**EXTRACTED MATERIAL:**
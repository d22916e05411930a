// SPDX-License-Identifier: MIT OR Apache-2.0
//! Backend traits the retrieval services call through.
//!
//! Every external collaborator (vector store, graph store, model API) sits
//! behind one of these traits so tests inject mocks and the handlers stay
//! identical regardless of the backing system.

use async_trait::async_trait;
use serde_json::Value;
use voy_contract::vision::VisionMode;
use voy_error::VoyError;

/// A raw store row: object id plus its properties as stored (camelCase).
#[derive(Debug, Clone, PartialEq)]
pub struct StoreRow {
    /// Store object id.
    pub id: String,
    /// Properties exactly as stored.
    pub properties: Value,
    /// Vector distance reported by the store, when available.
    pub distance: Option<f64>,
}

/// Near-text retrieval over recommendation cards.
#[async_trait]
pub trait EvidenceBackend: Send + Sync {
    /// Return up to `limit` raw card rows for the query.
    async fn recommendation_cards(&self, query: &str, limit: usize)
        -> Result<Vec<StoreRow>, VoyError>;
}

/// Near-text retrieval over product cards.
#[async_trait]
pub trait ProductBackend: Send + Sync {
    /// Return up to `limit` raw product-card rows for the signature.
    async fn product_cards(
        &self,
        query_signature: &str,
        limit: usize,
    ) -> Result<Vec<StoreRow>, VoyError>;
}

/// A raw graph-store node row.
#[derive(Debug, Clone, PartialEq)]
pub struct RawNode {
    /// Node id.
    pub id: String,
    /// Node type string.
    pub node_type: String,
    /// Display name.
    pub name: String,
    /// Aliases, when stored.
    pub aliases: Vec<String>,
    /// Properties, possibly a JSON string in older rows.
    pub properties: Value,
}

/// A raw graph-store edge row; `evidence` is the stored JSON string.
#[derive(Debug, Clone, PartialEq)]
pub struct RawEdge {
    /// Source node id.
    pub source: String,
    /// Target node id.
    pub target: String,
    /// Edge type string.
    pub edge_type: String,
    /// Evidence as stored (JSON string or object).
    pub evidence: Value,
}

/// Two-phase graph retrieval: seed nodes by text containment, then edges
/// restricted to the seeded ids.
#[async_trait]
pub trait GraphBackend: Send + Sync {
    /// Entity nodes whose name or aliases contain `term` (lowercased).
    async fn seed_nodes(&self, term: &str, limit: usize) -> Result<Vec<RawNode>, VoyError>;

    /// All nodes, used as a fallback when the term matches nothing.
    async fn any_nodes(&self, limit: usize) -> Result<Vec<RawNode>, VoyError>;

    /// REL edges whose endpoints are both in `ids`.
    async fn edges_between(&self, ids: &[String], limit: usize)
        -> Result<Vec<RawEdge>, VoyError>;
}

/// A vision-capable chat model. Returns the raw model text, which the
/// service parses tolerantly.
#[async_trait]
pub trait VisionModel: Send + Sync {
    /// Run one completion over the prompt pair and image reference.
    async fn complete(
        &self,
        mode: VisionMode,
        system: &str,
        user: &str,
        image_ref: &str,
    ) -> Result<String, VoyError>;
}

/// Transcription output from an STT model.
#[derive(Debug, Clone, PartialEq)]
pub struct Transcription {
    /// Transcript text.
    pub text: String,
    /// Detected language, when reported.
    pub language: Option<String>,
    /// Confidence, when reported.
    pub confidence: Option<f64>,
    /// Audio duration in seconds, when reported.
    pub duration_seconds: Option<f64>,
}

/// A speech-to-text model.
#[async_trait]
pub trait SttModel: Send + Sync {
    /// Transcribe audio bytes tagged with a format hint (`mp3`, `wav`, ...).
    async fn transcribe(
        &self,
        audio: Vec<u8>,
        format: &str,
        language: Option<&str>,
    ) -> Result<Transcription, VoyError>;
}

/// A text-to-speech model. Returns raw audio bytes in the requested format.
#[async_trait]
pub trait TtsModel: Send + Sync {
    /// Synthesize speech.
    async fn synthesize(
        &self,
        text: &str,
        voice: &str,
        format: &str,
        speed: f64,
    ) -> Result<Vec<u8>, VoyError>;
}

**ASSIGNMENT:** When you reach the end of the data, write every line out again verbatim.

**PROBLEM SOLUTION:**
repository d22916e05411930a
// SPDX-License-Identifier: MIT OR Apache-2.0
//! Backend traits the retrieval services call through.
//!
//! Every external collaborator (vector store, graph store, model API) sits
//! behind one of these traits so tests inject mocks and the handlers stay
//! identical regardless of the backing system.

use async_trait::async_trait;
use serde_json::Value;
use voy_contract::vision::VisionMode;
use voy_error::VoyError;

/// A raw store row: object id plus its properties as stored (camelCase).
#[derive(Debug, Clone, PartialEq)]
pub struct StoreRow {
    /// Store object id.
    pub id: String,
    /// Properties exactly as stored.
    pub properties: Value,
    /// Vector distance reported by the store, when available.
    pub distance: Option<f64>,
}

/// Near-text retrieval over recommendation cards.
#[async_trait]
pub trait EvidenceBackend: Send + Sync {
    /// Return up to `limit` raw card rows for the query.
    async fn recommendation_cards(&self, query: &str, limit: usize)
        -> Result<Vec<StoreRow>, VoyError>;
}

/// Near-text retrieval over product cards.
#[async_trait]
pub trait ProductBackend: Send + Sync {
    /// Return up to `limit` raw product-card rows for the signature.
    async fn product_cards(
        &self,
        query_signature: &str,
        limit: usize,
    ) -> Result<Vec<StoreRow>, VoyError>;
}

/// A raw graph-store node row.
#[derive(Debug, Clone, PartialEq)]
pub struct RawNode {
    /// Node id.
    pub id: String,
    /// Node type string.
    pub node_type: String,
    /// Display name.
    pub name: String,
    /// Aliases, when stored.
    pub aliases: Vec<String>,
    /// Properties, possibly a JSON string in older rows.
    pub properties: Value,
}

/// A raw graph-store edge row; `evidence` is the stored JSON string.
#[derive(Debug, Clone, PartialEq)]
pub struct RawEdge {
    /// Source node id.
    pub source: String,
    /// Target node id.
    pub target: String,
    /// Edge type string.
    pub edge_type: String,
    /// Evidence as stored (JSON string or object).
    pub evidence: Value,
}

/// Two-phase graph retrieval: seed nodes by text containment, then edges
/// restricted to the seeded ids.
#[async_trait]
pub trait GraphBackend: Send + Sync {
    /// Entity nodes whose name or aliases contain `term` (lowercased).
    async fn seed_nodes(&self, term: &str, limit: usize) -> Result<Vec<RawNode>, VoyError>;

    /// All nodes, used as a fallback when the term matches nothing.
    async fn any_nodes(&self, limit: usize) -> Result<Vec<RawNode>, VoyError>;

    /// REL edges whose endpoints are both in `ids`.
    async fn edges_between(&self, ids: &[String], limit: usize)
        -> Result<Vec<RawEdge>, VoyError>;
}

/// A vision-capable chat model. Returns the raw model text, which the
/// service parses tolerantly.
#[async_trait]
pub trait VisionModel: Send + Sync {
    /// Run one completion over the prompt pair and image reference.
    async fn complete(
        &self,
        mode: VisionMode,
        system: &str,
        user: &str,
        image_ref: &str,
    ) -> Result<String, VoyError>;
}

/// Transcription output from an STT model.
#[derive(Debug, Clone, PartialEq)]
pub struct Transcription {
    /// Transcript text.
    pub text: String,
    /// Detected language, when reported.
    pub language: Option<String>,
    /// Confidence, when reported.
    pub confidence: Option<f64>,
    /// Audio duration in seconds, when reported.
    pub duration_seconds: Option<f64>,
}

/// A speech-to-text model.
#[async_trait]
pub trait SttModel: Send + Sync {
    /// Transcribe audio bytes tagged with a format hint (`mp3`, `wav`, ...).
    async fn transcribe(
        &self,
        audio: Vec<u8>,
        format: &str,
        language: Option<&str>,
    ) -> Result<Transcription, VoyError>;
}

/// A text-to-speech model. Returns raw audio bytes in the requested format.
#[async_trait]
pub trait TtsModel: Send + Sync {
    /// Synthesize speech.
    async fn synthesize(
        &self,
        text: &str,
        voice: &str,
        format: &str,
        speed: f64,
    ) -> Result<Vec<u8>, VoyError>;
}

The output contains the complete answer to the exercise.